Metrics results

Question

Metrics results

Nina-Konovalova opened this issue a year ago · 3 comments

Thank you very much for your work!

I'd like to ask a question about the evaluation on 3nerf dataset. As I run for 100 random photos with baseline 0.50 - the obtained results seem to be relatively poor.

EPE: 2.5572
bad 1.0: 41.63%
bad 2.0: 19.63%
bad 3.0: 12.59%

While running on random 100 photos with baseline 0.10 seem to be much better
EPE: 0.3576
bad 1.0: 3.93%
bad 2.0: 1.70%
bad 3.0: 1.06%

Should I do some disparity preprocessing steps before evaluation to obtain good results? Should some additional preprocessing steps be considered while training?

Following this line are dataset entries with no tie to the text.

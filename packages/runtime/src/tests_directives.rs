use crate::{ComponentId, Registry, Runtime, StaticComponent};
use ripple_dom::{inner_html, Document, NodeId};
use ripple_reactive::{Object, Value};
use serde_json::json;

fn object(json: serde_json::Value) -> Object {
    match Value::from(json) {
        Value::Object(object) => object,
        other => panic!("expected an object, got {:?}", other),
    }
}

/// Mount `<x-test>` rendered from `template` with `data` and run the first pass
fn render(template: &str, data: serde_json::Value) -> (Runtime, ComponentId) {
    let mut runtime = Runtime::new(Document::new(), Registry::new());
    runtime
        .load(&format!(r#"<template id="test">{}</template>"#, template))
        .unwrap();
    let data = object(data);
    runtime.define("x-test", "test", move || {
        Box::new(StaticComponent::new(data.clone()))
    });
    let root = runtime.document().root();
    let id = runtime.mount("x-test", root).unwrap();
    runtime.step().unwrap();
    (runtime, id)
}

fn html(runtime: &Runtime, id: ComponentId) -> String {
    inner_html(runtime.document(), runtime.shadow_root(id).unwrap())
}

fn data(runtime: &Runtime, id: ComponentId) -> Object {
    runtime.handle(id).unwrap().data().clone()
}

fn element_children(runtime: &Runtime, parent: NodeId) -> Vec<NodeId> {
    runtime
        .document()
        .children(parent)
        .iter()
        .copied()
        .filter(|&n| runtime.document().is_element(n))
        .collect()
}

const LIST: &str = r#"<ul><li :for="item of items" :key="item.id">@item.name</li></ul>"#;

#[test]
fn test_for_renders_items_in_order() {
    let (runtime, id) = render(
        LIST,
        json!({"items": [{"id": "a", "name": "A"}, {"id": "b", "name": "B"}]}),
    );
    assert_eq!(
        html(&runtime, id),
        r#"<ul><!--:for="item of items"--><li :key="item.id" key="a">A</li><li :key="item.id" key="b">B</li></ul>"#
    );
}

#[test]
fn test_keyed_reorder_preserves_identity() {
    let (mut runtime, id) = render(
        LIST,
        json!({"items": [
            {"id": "a", "name": "A"},
            {"id": "b", "name": "B"},
            {"id": "c", "name": "C"}
        ]}),
    );
    let shadow = runtime.shadow_root(id).unwrap();
    let list = runtime.document().children(shadow)[0];
    let before = element_children(&runtime, list);
    let (a, c) = (before[0], before[2]);

    data(&runtime, id).set(
        "items",
        Value::from(json!([
            {"id": "c", "name": "C"},
            {"id": "a", "name": "A"},
            {"id": "d", "name": "D"}
        ])),
    );
    runtime.step().unwrap();

    let after = element_children(&runtime, list);
    assert_eq!(after.len(), 3);
    assert_eq!(after[0], c);
    assert_eq!(after[1], a);
    assert!(!before.contains(&after[2]));
    assert_eq!(runtime.document().text_content(list), "CAD");
    assert_eq!(runtime.document().parent(before[1]), None);
    println!("✓ Reused c and a, created d, removed b");
}

#[test]
fn test_array_push_appends_item() {
    let (mut runtime, id) = render(LIST, json!({"items": [{"id": "a", "name": "A"}]}));
    let shadow = runtime.shadow_root(id).unwrap();
    let list = runtime.document().children(shadow)[0];
    let first = element_children(&runtime, list)[0];

    let items = data(&runtime, id).peek("items");
    items
        .as_array()
        .unwrap()
        .push(Value::from(json!({"id": "z", "name": "Z"})));
    runtime.step().unwrap();

    let items = element_children(&runtime, list);
    assert_eq!(items.len(), 2);
    assert_eq!(items[0], first);
    assert_eq!(runtime.document().text_content(list), "AZ");
}

#[test]
fn test_item_field_update_rerenders_text_only() {
    let (mut runtime, id) = render(LIST, json!({"items": [{"id": "a", "name": "A"}]}));
    let shadow = runtime.shadow_root(id).unwrap();
    let list = runtime.document().children(shadow)[0];
    let item = element_children(&runtime, list)[0];

    let items = data(&runtime, id).peek("items");
    let first = items.as_array().unwrap().get(0);
    first.as_object().unwrap().set("name", "Alpha");
    runtime.step().unwrap();

    assert_eq!(element_children(&runtime, list), vec![item]);
    assert_eq!(runtime.document().text_content(list), "Alpha");
}

#[test]
fn test_missing_list_renders_nothing() {
    let (mut runtime, id) = render(LIST, json!({"items": [{"id": "a", "name": "A"}]}));
    data(&runtime, id).set("items", Value::Null);
    runtime.step().unwrap();
    assert_eq!(html(&runtime, id), r#"<ul><!--:for="item of items"--></ul>"#);
}

#[test]
fn test_nested_for_uses_item_context() {
    let (runtime, id) = render(
        r#"<div :for="group of groups" :key="group.id"><b>@title</b><span :for="m of group.members" :key="m">@m</span></div>"#,
        json!({
            "title": "T",
            "groups": [
                {"id": 1, "members": ["x", "y"]},
                {"id": 2, "members": ["x"]}
            ]
        }),
    );
    let shadow = runtime.shadow_root(id).unwrap();
    assert_eq!(runtime.document().text_content(shadow), "TxyTx");
}

#[test]
fn test_numeric_keys() {
    let (runtime, id) = render(
        r#"<p :for="n of numbers" :key="n">@n</p>"#,
        json!({"numbers": [3, 1, 2]}),
    );
    let shadow = runtime.shadow_root(id).unwrap();
    assert_eq!(runtime.document().text_content(shadow), "312");
}

const CONDITIONAL: &str = r#"<div :if="show"><p>@msg</p></div>"#;

#[test]
fn test_if_true_renders_without_directive() {
    let (runtime, id) = render(CONDITIONAL, json!({"show": true, "msg": "hi"}));
    assert_eq!(html(&runtime, id), "<div><p>hi</p></div>");
}

#[test]
fn test_if_false_leaves_placeholder() {
    let (runtime, id) = render(CONDITIONAL, json!({"show": false, "msg": "hi"}));
    assert_eq!(html(&runtime, id), r#"<!--:if="show"-->"#);
}

#[test]
fn test_if_toggle_restores_template() {
    let (mut runtime, id) = render(CONDITIONAL, json!({"show": true, "msg": "hi"}));

    data(&runtime, id).set("show", false);
    runtime.step().unwrap();
    assert_eq!(html(&runtime, id), r#"<!--:if="show"-->"#);

    // changes while hidden are picked up once shown again
    data(&runtime, id).set("msg", "yo");
    runtime.step().unwrap();
    data(&runtime, id).set("show", true);
    runtime.step().unwrap();
    assert_eq!(html(&runtime, id), "<div><p>yo</p></div>");

    data(&runtime, id).set("msg", "again");
    runtime.step().unwrap();
    assert_eq!(html(&runtime, id), "<div><p>again</p></div>");
}

#[test]
fn test_if_rerender_while_true_is_idempotent() {
    let (mut runtime, id) = render(CONDITIONAL, json!({"show": true, "msg": "hi"}));
    for value in [Value::from(1), Value::from("yes"), Value::Bool(true)] {
        data(&runtime, id).set("show", value);
        runtime.step().unwrap();
        assert_eq!(html(&runtime, id), "<div><p>hi</p></div>");
    }
}

#[test]
fn test_if_uses_iteration_context() {
    let (runtime, id) = render(
        r#"<i :for="t of todos" :key="t.id"><b :if="t.done">@t.id</b></i>"#,
        json!({"todos": [{"id": "a", "done": true}, {"id": "b", "done": false}]}),
    );
    let shadow = runtime.shadow_root(id).unwrap();
    assert_eq!(runtime.document().text_content(shadow), "a");
}

#[test]
fn test_if_on_list_items() {
    let (mut runtime, id) = render(
        r#"<p :for="t of todos" :key="t.id" :if="t.visible">@t.id</p>"#,
        json!({"todos": [{"id": "a", "visible": true}, {"id": "b", "visible": false}]}),
    );
    let shadow = runtime.shadow_root(id).unwrap();
    assert_eq!(runtime.document().text_content(shadow), "a");

    let todos = data(&runtime, id).peek("todos");
    let second = todos.as_array().unwrap().get(1);
    second.as_object().unwrap().set("visible", true);
    runtime.step().unwrap();
    assert_eq!(runtime.document().text_content(shadow), "ab");
}

#[test]
fn test_attribute_bindings() {
    let (mut runtime, id) = render(
        r#"<a :href="link.url" :data-count="count">go</a>"#,
        json!({"link": {"url": "/home"}, "count": 2}),
    );
    assert_eq!(
        html(&runtime, id),
        r#"<a :href="link.url" :data-count="count" href="/home" data-count="2">go</a>"#
    );

    data(&runtime, id).set("count", 3);
    runtime.step().unwrap();
    let shadow = runtime.shadow_root(id).unwrap();
    let link = runtime.document().children(shadow)[0];
    assert_eq!(runtime.document().attribute(link, "data-count"), Some("3"));
    assert_eq!(runtime.document().attribute(link, "href"), Some("/home"));
}

#[test]
fn test_interpolation_formats_values() {
    let (runtime, id) = render(
        r#"<p>@n|@ratio|@missing|@list|@user.name|@list[1]|@flag</p>"#,
        json!({"n": 4, "ratio": 0.5, "list": [1, 2], "user": {"name": "Ada"}, "flag": false}),
    );
    assert_eq!(html(&runtime, id), "<p>4|0.5||1,2|Ada|2|false</p>");
}

#[test]
fn test_style_text_is_not_interpolated() {
    let (runtime, id) = render(
        r#"<style>@media print { p { color: red; } }</style><p>@media</p>"#,
        json!({"media": "screen"}),
    );
    assert_eq!(
        html(&runtime, id),
        "<style>@media print { p { color: red; } }</style><p>screen</p>"
    );
}

#[test]
fn test_context_shadows_data() {
    let (runtime, id) = render(
        r#"<p :for="name of names" :key="name">@name/@suffix</p>"#,
        json!({"names": ["x"], "name": "ignored", "suffix": "s"}),
    );
    assert_eq!(
        runtime
            .document()
            .text_content(runtime.shadow_root(id).unwrap()),
        "x/s"
    );
}

#[test]
fn test_list_churn_frees_removed_items() {
    let (mut runtime, id) = render(
        LIST,
        json!({"items": [{"id": "a0", "name": "A"}, {"id": "b0", "name": "B"}]}),
    );
    let records = runtime.store(id).unwrap().records();
    data(&runtime, id).set(
        "items",
        Value::from(json!([{"id": "a1", "name": "A"}, {"id": "b1", "name": "B"}])),
    );
    runtime.step().unwrap();
    let nodes = runtime.document().node_count();

    for round in 2..200 {
        data(&runtime, id).set(
            "items",
            Value::from(json!([
                {"id": format!("a{}", round), "name": "A"},
                {"id": format!("b{}", round), "name": "B"}
            ])),
        );
        runtime.step().unwrap();
    }

    let shadow = runtime.shadow_root(id).unwrap();
    let list = runtime.document().children(shadow)[0];
    assert_eq!(runtime.document().text_content(list), "AB");
    assert_eq!(runtime.document().node_count(), nodes);
    assert_eq!(runtime.store(id).unwrap().records(), records);
}

#[test]
fn test_if_toggling_frees_hidden_content() {
    let (mut runtime, id) = render(CONDITIONAL, json!({"show": true, "msg": "hi"}));
    data(&runtime, id).set("show", false);
    runtime.step().unwrap();
    data(&runtime, id).set("show", true);
    runtime.step().unwrap();
    let nodes = runtime.document().node_count();

    for _ in 0..100 {
        data(&runtime, id).set("show", false);
        runtime.step().unwrap();
        data(&runtime, id).set("show", true);
        runtime.step().unwrap();
    }

    assert_eq!(html(&runtime, id), "<div><p>hi</p></div>");
    assert_eq!(runtime.document().node_count(), nodes);
}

Answer 1 · 2023-06-23T15:48:12.000Z

Hello, the issue lies in the fact that you should not evaluate the network's predictions on the disparity maps obtained from NeRF, as they cannot be considered as ground truth. The evaluation should be conducted on major stereo benchmarks such as KITTI and Middlebury.

Answer 2 · 2023-06-26T10:11:06.000Z

Thank you very much for the answer!

But as I understand, we train Stereo models only on NeRF dataset and then test on other data. So why don't we have good results on training data? Actually we have very different quality on different baselines.

And should we conduct any additional preprocessing steps for nerf disparity or we need only augmentations from raft-stereo?

Answer 3 · 2023-06-28T12:51:15.000Z

I apologize for the delay in my response. In these past few days, I have been busy due to the CVPR conference, and I couldn't respond promptly.

To address your question, it's important to clarify whether the evaluation was conducted on the disparity maps filtered with uncertainty (AO) or on the dense disparity maps. If the former, I suggest evaluating only on the points considered more reliable after removing outliers. For further guidance on filtering unreliable points, I recommend reading the paper, which provides detailed insights.

Additionally, it's worth considering that evaluating on disparity maps obtained from a larger baseline will inevitably lead to higher errors compared to evaluating on a smaller baseline, as the disparity values are larger.

However, I do not recommend relying solely on this approach to assess the quality of trained networks (as mentioned before). Instead, I recommend evaluating them on benchmarks that provide highly accurate ground truth disparity maps.